Since as far back as I can remember I have always been fascinated with the concept of death. Perhaps it was due to the circumstances of my own bloody birth, perhaps it is due to something else entirely that I have not yet considered, but the inquisitiveness has always been with me. While my peers were scared and repulsed by dead things found in the road, I’ve been curious and drawn to them. I desired to know why and how death occurred. What transpired the moments prior to the cessation of life? Did death cause physical pain or suffering? And what happened when the heart ceased to provide necessary blood flow? I sought answers to my questions while my peers looked the other way, distracted by life and focused on living.

I never understood why adults encouraged the disconnection between life and death. Why was there a need to shelter children from viewing the dead or from witnessing the dying? Death is a natural process of life. Everything that lives will eventually experience corporeal death and to pretend that it does not or will not occur creates a false belief and expectation of physical immortality which will inevitably leave a child unprepared when faced with death and profound loss.

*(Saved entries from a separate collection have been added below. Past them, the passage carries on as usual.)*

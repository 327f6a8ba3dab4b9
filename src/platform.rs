//! Bootstrap platform glue
//!
//! The surrounding platform owns server construction and configuration; the
//! simulator core only consumes a narrow surface of it: the shared subnet
//! link, the list of subnet connectors, and a nullable accessor for the
//! gateway endpoint carrying the bus-wide router and message-server
//! objects. [`Platform::launch`] stands in for that bootstrap and wires a
//! gateway onto a fresh virtual bus.

use std::sync::Arc;

use async_trait::async_trait;

use crate::device::{NetDefaults, SetupError, SimDevice, GATEWAY_DEVICE};
use crate::endpoint::Endpoint;
use crate::object::{pid, Description, ObjectType};
use crate::service::logic::{DefaultLogic, ServiceLogic};
use crate::service::{FuncPropResponse, ReturnCode, ServiceError, Serviced};
use crate::transport::virtualbus::VirtualBus;
use crate::transport::Medium;

/// One subnet attachment of the gateway
#[derive(Clone)]
pub struct SubnetConnector {
    name: String,
    link: Arc<VirtualBus>,
}

impl SubnetConnector {
    /// Connector name, for operator output
    pub fn name(&self) -> &str {
        &self.name
    }

    /// The subnet link endpoints are created on
    pub fn subnet_link(&self) -> Arc<VirtualBus> {
        self.link.clone()
    }
}

/// Router and message-server behavior of the gateway
///
/// Handles the system-broadcast control function property on the router
/// object; everything else falls through to the default logic.
pub struct GatewayLogic;

impl GatewayLogic {
    fn is_sbc_control(dev: &SimDevice, object_index: u8, pid_: u8) -> bool {
        pid_ == pid::SBC_CONTROL
            && dev
                .objects()
                .object(object_index as usize)
                .map(|o| o.object_type() == ObjectType::Router)
                .unwrap_or(false)
    }
}

#[async_trait]
impl ServiceLogic for GatewayLogic {
    async fn function_property_command(
        &self,
        dev: &mut SimDevice,
        object_index: u8,
        pid_: u8,
        data: &[u8],
    ) -> Result<Serviced<FuncPropResponse>, ServiceError> {
        if !Self::is_sbc_control(dev, object_index, pid_) {
            return Ok(Serviced::Declined);
        }
        let service_id = data.get(1).copied().unwrap_or(0);
        let mode = match data {
            [0, _, mode @ 0..=1] => *mode,
            _ => {
                return Ok(Serviced::Handled(FuncPropResponse::error(
                    ReturnCode::InvalidCommand,
                    vec![service_id],
                )))
            }
        };
        dev.objects_mut()
            .set_property_at(object_index as usize, pid::SBC_CONTROL, 1, 1, &[mode])?;
        log::info!(
            "gateway: system broadcast mode {}",
            if mode == 1 { "enabled" } else { "disabled" }
        );
        Ok(Serviced::Handled(FuncPropResponse::success(vec![service_id])))
    }

    async fn read_function_property_state(
        &self,
        dev: &SimDevice,
        object_index: u8,
        pid_: u8,
        data: &[u8],
    ) -> Result<Serviced<FuncPropResponse>, ServiceError> {
        if !Self::is_sbc_control(dev, object_index, pid_) {
            return Ok(Serviced::Declined);
        }
        let service_id = data.get(1).copied().unwrap_or(0);
        let mode = dev
            .objects()
            .get_property_at(object_index as usize, pid::SBC_CONTROL, 1, 1)?;
        Ok(Serviced::Handled(FuncPropResponse::success(vec![
            service_id, mode[0],
        ])))
    }
}

/// The consumed bootstrap surface: subnet link, connectors and gateway
pub struct Platform {
    connectors: Vec<SubnetConnector>,
    gateway: Option<Arc<Endpoint>>,
}

impl Platform {
    /// Construct the platform: one virtual subnet with the gateway attached.
    ///
    /// A gateway that fails to come up leaves the accessor empty rather than
    /// failing the launch; callers decide whether that is fatal.
    pub async fn launch(medium: Medium, net: &NetDefaults) -> Self {
        let bus = VirtualBus::new(medium);
        let gateway = match Self::gateway_endpoint(medium, net) {
            Ok(gateway) => match bus.attach(gateway.clone()).await {
                Ok(()) => Some(gateway),
                Err(e) => {
                    log::error!("gateway attach failed: {}", e);
                    None
                }
            },
            Err(e) => {
                log::error!("gateway setup failed: {}", e);
                None
            }
        };

        Self {
            connectors: vec![SubnetConnector {
                name: "virtual subnet 1".to_string(),
                link: bus,
            }],
            gateway,
        }
    }

    /// Platform whose gateway failed to come up
    #[cfg(test)]
    pub(crate) fn without_gateway(medium: Medium) -> Self {
        Self {
            connectors: vec![SubnetConnector {
                name: "virtual subnet 1".to_string(),
                link: VirtualBus::new(medium),
            }],
            gateway: None,
        }
    }

    /// Subnet connectors of the gateway
    pub fn subnet_connectors(&self) -> &[SubnetConnector] {
        &self.connectors
    }

    /// The currently active gateway; absence is a fatal startup condition
    /// for the driver
    pub fn gateway(&self) -> Option<Arc<Endpoint>> {
        self.gateway.clone()
    }

    fn gateway_endpoint(medium: Medium, net: &NetDefaults) -> Result<Arc<Endpoint>, SetupError> {
        let mut device = SimDevice::bare(GATEWAY_DEVICE, medium);
        let serial = device.state().serial;
        let objects = device.objects_mut();
        objects.add_object(ObjectType::Device)?;
        let router = objects.add_object(ObjectType::Router)?;
        objects.add_object(ObjectType::CemiServer)?;
        objects.add_object(ObjectType::NetParameter)?;

        objects.set_description(
            router,
            Description::new(pid::SBC_CONTROL, 3, true, 1),
            true,
        )?;
        objects.set_property_at(router, pid::SBC_CONTROL, 1, 1, &[0])?;
        objects.set_property_at(0, pid::SERIAL_NUMBER, 1, 1, &serial)?;
        objects.set_property(
            ObjectType::NetParameter,
            1,
            pid::net::SETUP_MULTICAST,
            1,
            1,
            &net.setup_multicast.octets(),
        )?;

        let fallback: Arc<dyn ServiceLogic> = Arc::new(DefaultLogic::new());
        Ok(Endpoint::with_logic(
            "gateway",
            device,
            Arc::new(GatewayLogic),
            fallback,
        ))
    }
}
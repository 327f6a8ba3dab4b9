//! Bus and device addressing
//!
//! Two address kinds exist on the simulated network:
//!
//! - [`BusAddress`], a shared, multicast-style destination under which a
//!   datapoint value is published. Written `main/middle/sub`.
//! - [`DeviceAddress`], the unique identity of one endpoint on the network.
//!   Written `area.line.device`.
//!
//! Both are 16-bit raw values with a fixed bit layout; the textual forms are
//! what appears in configuration and log output.

use std::fmt;
use std::str::FromStr;

use thiserror::Error;

/// Address parse/range errors
#[derive(Debug, Clone, PartialEq, Eq, Error)]
pub enum AddrError {
    /// Input did not match the expected textual form
    #[error("invalid address syntax: {0:?}")]
    Syntax(String),

    /// A component was outside its allowed range
    #[error("address component {component} out of range: {value}")]
    Range {
        /// Component name ("main", "line", ...)
        component: &'static str,
        /// Offending value
        value: u32,
    },
}

fn check(component: &'static str, value: u32, max: u32) -> Result<u16, AddrError> {
    if value > max {
        return Err(AddrError::Range { component, value });
    }
    Ok(value as u16)
}

/// Destination address of a shared datapoint value (5/3/8 bit layout)
#[derive(Debug, Clone, Copy, PartialEq, Eq, PartialOrd, Ord, Hash)]
#[cfg_attr(feature = "serde", derive(serde::Serialize, serde::Deserialize))]
pub struct BusAddress(u16);

impl BusAddress {
    /// Create an address from main group (0..=31), middle group (0..=7) and
    /// sub group (0..=255).
    ///
    /// Component overflow wraps into the neighboring field; the textual form
    /// rejects out-of-range components instead.
    pub const fn new(main: u8, middle: u8, sub: u8) -> Self {
        Self((main as u16 & 0x1f) << 11 | (middle as u16 & 0x07) << 8 | sub as u16)
    }

    /// Address from the raw 16-bit value
    pub const fn from_raw(raw: u16) -> Self {
        Self(raw)
    }

    /// Raw 16-bit value
    pub const fn raw(&self) -> u16 {
        self.0
    }

    /// Main group (0..=31)
    pub const fn main(&self) -> u8 {
        (self.0 >> 11) as u8
    }

    /// Middle group (0..=7)
    pub const fn middle(&self) -> u8 {
        (self.0 >> 8 & 0x07) as u8
    }

    /// Sub group (0..=255)
    pub const fn sub(&self) -> u8 {
        self.0 as u8
    }
}

impl fmt::Display for BusAddress {
    fn fmt(&self, f: &mut fmt::Formatter<'_>) -> fmt::Result {
        write!(f, "{}/{}/{}", self.main(), self.middle(), self.sub())
    }
}

impl FromStr for BusAddress {
    type Err = AddrError;

    fn from_str(s: &str) -> Result<Self, Self::Err> {
        let mut parts = s.split('/');
        let (m, i, u) = match (parts.next(), parts.next(), parts.next(), parts.next()) {
            (Some(m), Some(i), Some(u), None) => (m, i, u),
            _ => return Err(AddrError::Syntax(s.to_string())),
        };
        let parse = |p: &str| p.parse::<u32>().map_err(|_| AddrError::Syntax(s.to_string()));
        let main = check("main", parse(m)?, 31)?;
        let middle = check("middle", parse(i)?, 7)?;
        let sub = check("sub", parse(u)?, 255)?;
        Ok(Self(main << 11 | middle << 8 | sub))
    }
}

/// Unique identity of one endpoint (4/4/8 bit layout)
#[derive(Debug, Clone, Copy, PartialEq, Eq, PartialOrd, Ord, Hash)]
#[cfg_attr(feature = "serde", derive(serde::Serialize, serde::Deserialize))]
pub struct DeviceAddress(u16);

impl DeviceAddress {
    /// Create an address from area (0..=15), line (0..=15) and device (0..=255).
    ///
    /// Component overflow wraps into the neighboring field, so the well-known
    /// identities are built with in-range literals only.
    pub const fn new(area: u8, line: u8, device: u8) -> Self {
        Self((area as u16 & 0x0f) << 12 | (line as u16 & 0x0f) << 8 | device as u16)
    }

    /// Address from the raw 16-bit value
    pub const fn from_raw(raw: u16) -> Self {
        Self(raw)
    }

    /// Raw 16-bit value
    pub const fn raw(&self) -> u16 {
        self.0
    }

    /// Area (0..=15)
    pub const fn area(&self) -> u8 {
        (self.0 >> 12) as u8
    }

    /// Line (0..=15)
    pub const fn line(&self) -> u8 {
        (self.0 >> 8 & 0x0f) as u8
    }

    /// Device (0..=255)
    pub const fn device(&self) -> u8 {
        self.0 as u8
    }

    /// Two-byte big-endian form, as stored in address-valued properties
    pub const fn to_bytes(&self) -> [u8; 2] {
        self.0.to_be_bytes()
    }
}

impl fmt::Display for DeviceAddress {
    fn fmt(&self, f: &mut fmt::Formatter<'_>) -> fmt::Result {
        write!(f, "{}.{}.{}", self.area(), self.line(), self.device())
    }
}

impl FromStr for DeviceAddress {
    type Err = AddrError;

    fn from_str(s: &str) -> Result<Self, Self::Err> {
        let mut parts = s.split('.');
        let (a, l, d) = match (parts.next(), parts.next(), parts.next(), parts.next()) {
            (Some(a), Some(l), Some(d), None) => (a, l, d),
            _ => return Err(AddrError::Syntax(s.to_string())),
        };
        let parse = |p: &str| p.parse::<u32>().map_err(|_| AddrError::Syntax(s.to_string()));
        let area = check("area", parse(a)?, 15)?;
        let line = check("line", parse(l)?, 15)?;
        let device = check("device", parse(d)?, 255)?;
        Ok(Self(area << 12 | line << 8 | device))
    }
}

When I was around five years old Grandmother died from complications of lung cancer. She had smoked menthol cigarettes most of her adult life so her death was not unexpected. Everything that came from her house was imbued with the scent of her cigarette smoke. The quilt she made for Mother years ago still possessed the lingering aroma no matter how many times it went through the washer so I surrendered to thoughts of her each night as I drifted to sleep. My parents provided lame excuses as to why Grandmother wasn’t present at family gatherings and never allowed Daniel or I to visit her when she was in the hospital. I am certain that Mother didn’t want us at her wake or funeral, but for whatever reason we went with them though we were separated from the rest of the adult family members and kept secluded in an adjacent room to the viewing parlor where Grandmother was being shown. An older distant cousin, Ashley, was charged with caring for us, keeping us distracted and entertained with numerous toys and snacks so that the adults could say their last farewells without interruption from the children. However I, being the precocious child that I was, adamantly demanded to see Grandmother. Daniel, understanding my incessant need, eventually aided me in evading Ashley and snuck me into the viewing parlor. From the doorway I caught glimpses of Grandmother with her head resting on a beige satin pillow, her silver gray hair neatly styled and her eyes closed. I slowly approached the open casket listening to the hushed voices and soft weeping of the adults surrounding me each engaged in their mourning. The soft sound of organ music beckoned me towards the front of the room as the scent of roses and lilies perfumed the air stifling me and causing me to feel dizzy.

My parents along with Aunt Brenda, Mother’s older sister were huddled with other family members exchanging embraces and handshakes so that they never saw me approach the casket where Grandmother lay forever silently still. I gazed at her face so calm and tranquil. The pain and sadness so clearly noticeable while she was living was absent now; replaced with serenity. She looked more beautiful than I had ever seen her, but it wasn’t due to the lipstick or eye shadow that had been applied to her face. It was due to something more indescribable. Grandmother seemed to be sleeping, resting though I instinctively knew that was not what she was doing. I was aware that she would not reopen her closed eyes or utter words from her lips again. Grandmother no longer inhabited the body I was viewing. Her ballad was over; her music would no longer be heard by the family members gathered in the room with me that night.

As I was pulled away from the casket and dragged down the aisle towards the doorway in the back of the viewing parlor I saw standing at the head of the casket a translucent light, a shimmer of a shadow that held the characteristics of Grandmother. She whispered to me and though she was a distance away I heard her voice for the first time. I heard her whisper.

Angie, baby, you’re a special girl; beware The Blood Omen.”